Portal Uwodzicieli
Witryna poświęcona relacjom damsko męskim oraz budowaniu międzyludzkich więzi emocjonalnych.
Lorem ipsum dolor sit amet, consectetur adipiscing elit END.

Dating, życie, emocje - przemyślenia

Cześć Wam!
kompletnie zapomniałem o podrywaju i przyznam, że wczoraj wieczorem obiecałem sobie, że tu wejdę i zobaczę co u Was.
Widziałem interesującą i "w punkt" wymianę wiadomości pod ostatnim blogiem i czuję się w obowiązku by napisać co u mnie.

Przez ostatnie dwa miesiące byłem nawet aktywny randkowo, oczywiście jak pozwalał mi na to czas. Nie ma sensu bym opisywał szczegółówo każdą z historii, jednak schemat był zawsze ten sam -> ona mi się podoba i ja chce = ona jednak nie chce. Ona mi się podoba i chce tak sobie = ona chce, chce, chce więcej.

Po kolejnej randce, czy z tą samą kobietą, czy różnymi zaczeły mnie łapać wewnętrze przemyślenia i zastanawiałem się czy ja kurwa nie odczuwam jakiejś pustki.
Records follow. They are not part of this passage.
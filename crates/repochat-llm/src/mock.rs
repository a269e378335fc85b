//! Test-only mock LLM provider.

use std::sync::{Arc, Mutex};

use crate::error::LlmError;
use crate::provider::{ChatStream, LlmProvider, Message};

/// Scripted provider. Clones share the reply queue and the call logs, so a
/// test can keep one handle and inspect what the code under test sent.
#[derive(Debug, Clone)]
pub struct MockProvider {
    responses: Arc<Mutex<Vec<String>>>,
    received: Arc<Mutex<Vec<Vec<Message>>>>,
    embedded: Arc<Mutex<Vec<String>>>,
    pub default_response: String,
    pub embedding: Vec<f32>,
    /// When non-empty, `embed` returns one dimension per keyword holding its
    /// occurrence count in the (lowercased) text.
    pub keywords: Vec<String>,
    pub supports_embeddings: bool,
    pub fail_chat: bool,
    pub fail_embed: bool,
    /// Yield this many fragments, then a stream error.
    pub fail_stream_after: Option<usize>,
}

impl Default for MockProvider {
    fn default() -> Self {
        Self {
            responses: Arc::default(),
            received: Arc::default(),
            embedded: Arc::default(),
            default_response: "mock response".into(),
            embedding: vec![0.0; 384],
            keywords: Vec::new(),
            supports_embeddings: false,
            fail_chat: false,
            fail_embed: false,
            fail_stream_after: None,
        }
    }
}

impl MockProvider {
    #[must_use]
    pub fn with_responses(responses: Vec<String>) -> Self {
        Self {
            responses: Arc::new(Mutex::new(responses)),
            ..Self::default()
        }
    }

    #[must_use]
    pub fn failing() -> Self {
        Self {
            fail_chat: true,
            ..Self::default()
        }
    }

    #[must_use]
    pub fn with_embedding(mut self, embedding: Vec<f32>) -> Self {
        self.embedding = embedding;
        self.supports_embeddings = true;
        self
    }

    #[must_use]
    pub fn with_keyword_embeddings<S: Into<String>>(
        mut self,
        keywords: impl IntoIterator<Item = S>,
    ) -> Self {
        self.keywords = keywords
            .into_iter()
            .map(|k| k.into().to_lowercase())
            .collect();
        self.supports_embeddings = true;
        self
    }

    #[must_use]
    pub fn with_stream_failure_after(mut self, fragments: usize) -> Self {
        self.fail_stream_after = Some(fragments);
        self
    }

    /// Message lists passed to `chat_stream`, oldest first.
    #[must_use]
    pub fn received(&self) -> Vec<Vec<Message>> {
        self.received.lock().unwrap().clone()
    }

    /// Texts passed to `embed`, oldest first.
    #[must_use]
    pub fn embedded(&self) -> Vec<String> {
        self.embedded.lock().unwrap().clone()
    }

    fn next_reply(&self, messages: &[Message]) -> Result<String, LlmError> {
        self.received.lock().unwrap().push(messages.to_vec());
        if self.fail_chat {
            return Err(LlmError::Other("mock LLM error".into()));
        }
        let mut responses = self.responses.lock().unwrap();
        if responses.is_empty() {
            Ok(self.default_response.clone())
        } else {
            Ok(responses.remove(0))
        }
    }

    #[allow(clippy::cast_precision_loss)]
    fn keyword_vector(&self, text: &str) -> Vec<f32> {
        let lower = text.to_lowercase();
        self.keywords
            .iter()
            .map(|k| lower.matches(k.as_str()).count() as f32)
            .collect()
    }
}

impl LlmProvider for MockProvider {
    /// One fragment per character of the next scripted reply.
    async fn chat_stream(&self, messages: &[Message]) -> Result<ChatStream, LlmError> {
        let reply = self.next_reply(messages)?;
        let mut fragments: Vec<Result<String, LlmError>> =
            reply.chars().map(|c| Ok(c.to_string())).collect();
        if let Some(n) = self.fail_stream_after {
            fragments.truncate(n);
            fragments.push(Err(LlmError::SseParse("mock stream dropped".into())));
        }
        Ok(Box::pin(tokio_stream::iter(fragments)))
    }

    async fn embed(&self, text: &str) -> Result<Vec<f32>, LlmError> {
        self.embedded.lock().unwrap().push(text.to_owned());
        if !self.supports_embeddings {
            return Err(LlmError::EmbedUnsupported {
                provider: "mock".into(),
            });
        }
        if self.fail_embed {
            return Err(LlmError::Other("mock embedding error".into()));
        }
        if self.keywords.is_empty() {
            Ok(self.embedding.clone())
        } else {
            Ok(self.keyword_vector(text))
        }
    }

    fn supports_embeddings(&self) -> bool {
        self.supports_embeddings
    }

    #[allow(clippy::unnecessary_literal_bound)]
    fn name(&self) -> &str {
        "mock"
    }
}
Dla potwierdzenia swojego stanu, po fajnym seksie z jedną z najpiękniejszych kobiet jakie poznałem, zacząłem analizować swój stan i okazało się, że no, kurwa nie jestem szczęśliwy.
Mam w sumie wszystko co mogłobym chcieć, jestem w miejscu gdzie chciałem być za 5 lat i zewnętrznie niczego mi nie brakuje.
Okryłem jednak złoty grall i okazało się, że ten jebany frazes "to czego szukasz, jest wewnątrz Ciebie" ma cholerny sens.

Dlaczego o tym piszę?
Ja mam trochę szczęście w życiu i w tej sytuacji, całkowicie przypadkiem trafiłem na trenera od inteligencji emocjonalnej. Kiedyś dużo o tym czytałem, wiedziałem, że wewnątrz coś dzwoni, tylko nie wiedziałem jak to mam usłyszeć.
Po paru spotkaniach i parunastu godzinach, nagle BACH - JEST COŚ. Nie wiem jak to dokładnie nazwać, może - aktualizacja oprogramowania, nowy windowns, nowy skillset.
Poczułem, że niesie to za sobą ogromną liczbę nowych danych do przerobienia. Zrozumiałem o co mi w tym życiu chodzi, gdzie ja popełniałem błąd. Nagle mój mózg zaczął procesować jak szalony, analizowałem przez długie godziny wszystkie moje sytuacje z życia pod kątem nowych umiejętności i narzędzi.
Teraz jak na to patrzę, to widzę, że mój wewnętrzy ster ustawił się w całkowicie innym kierunku, mój statek ma nową, większą ładowność i to ja decyduje kogo zaproszę na rejs, a może dłuższą podróż?

Jednocześnie odczułem, że o tym tak mało się mówi w życiu, tylko odwtarzamy swoją przeszłość, czy w przypadku podrywaja, próbujemy chuj wie czego, a okazuje się, że to prostsze niż myślimy.

No ale czy proste rzeczy nie są trudne? Zawsze wiedziałem, że są, ale teraz mi łatwiej i lżej.

EDIT
w sumie ten post jest kompletnie kurwa o niczym i mógłbym go usunać, jednak czułem chęć, żeby sie podzielić z Wami, że powoli zaczynam czuć, że moje wewnętrze uczucie pustki mija. Nie chce tego gówna pielegnowość i zasypywać nowymi doznaniami. Mam nadzieję, że może ten post będzie dla niektórych drogowskazem, jak można sobie podnieść jakość życia.